**Prompt:**
Copy the result of filtering the entries below for lines that include the string "Send".
----- Materials provided -----
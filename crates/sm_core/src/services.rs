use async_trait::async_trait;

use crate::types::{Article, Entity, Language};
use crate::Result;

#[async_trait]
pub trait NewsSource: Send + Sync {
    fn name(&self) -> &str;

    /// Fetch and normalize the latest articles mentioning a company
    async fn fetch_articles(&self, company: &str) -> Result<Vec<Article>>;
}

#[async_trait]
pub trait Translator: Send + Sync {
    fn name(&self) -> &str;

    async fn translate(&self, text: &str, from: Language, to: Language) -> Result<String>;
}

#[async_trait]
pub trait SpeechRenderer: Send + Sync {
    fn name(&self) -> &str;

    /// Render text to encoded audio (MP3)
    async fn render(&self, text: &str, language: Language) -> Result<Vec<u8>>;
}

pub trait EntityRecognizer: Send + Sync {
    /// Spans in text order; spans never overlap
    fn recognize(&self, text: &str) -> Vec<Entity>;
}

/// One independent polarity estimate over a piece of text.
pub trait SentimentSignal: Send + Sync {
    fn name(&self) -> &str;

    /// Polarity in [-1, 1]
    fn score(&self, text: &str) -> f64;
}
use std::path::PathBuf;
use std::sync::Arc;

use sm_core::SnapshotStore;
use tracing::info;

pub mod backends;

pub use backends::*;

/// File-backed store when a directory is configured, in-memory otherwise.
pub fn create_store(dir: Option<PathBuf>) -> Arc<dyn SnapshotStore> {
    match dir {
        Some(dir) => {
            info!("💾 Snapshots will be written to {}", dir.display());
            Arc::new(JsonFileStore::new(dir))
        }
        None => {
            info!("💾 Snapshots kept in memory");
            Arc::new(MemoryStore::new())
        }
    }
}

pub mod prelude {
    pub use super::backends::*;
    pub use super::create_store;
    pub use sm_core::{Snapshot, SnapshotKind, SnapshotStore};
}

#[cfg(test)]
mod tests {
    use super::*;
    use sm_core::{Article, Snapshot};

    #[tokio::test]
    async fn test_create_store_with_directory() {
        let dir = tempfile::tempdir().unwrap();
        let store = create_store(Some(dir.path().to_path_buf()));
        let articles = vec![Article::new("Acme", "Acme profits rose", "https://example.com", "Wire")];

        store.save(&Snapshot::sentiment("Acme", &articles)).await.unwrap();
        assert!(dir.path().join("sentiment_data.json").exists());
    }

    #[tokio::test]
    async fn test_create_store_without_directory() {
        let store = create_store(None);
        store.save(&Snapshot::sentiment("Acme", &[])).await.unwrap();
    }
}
-----
**Solution below:**
pub trait NewsSource: Send + Sync {
pub trait Translator: Send + Sync {
pub trait SpeechRenderer: Send + Sync {
pub trait EntityRecognizer: Send + Sync {
pub trait SentimentSignal: Send + Sync {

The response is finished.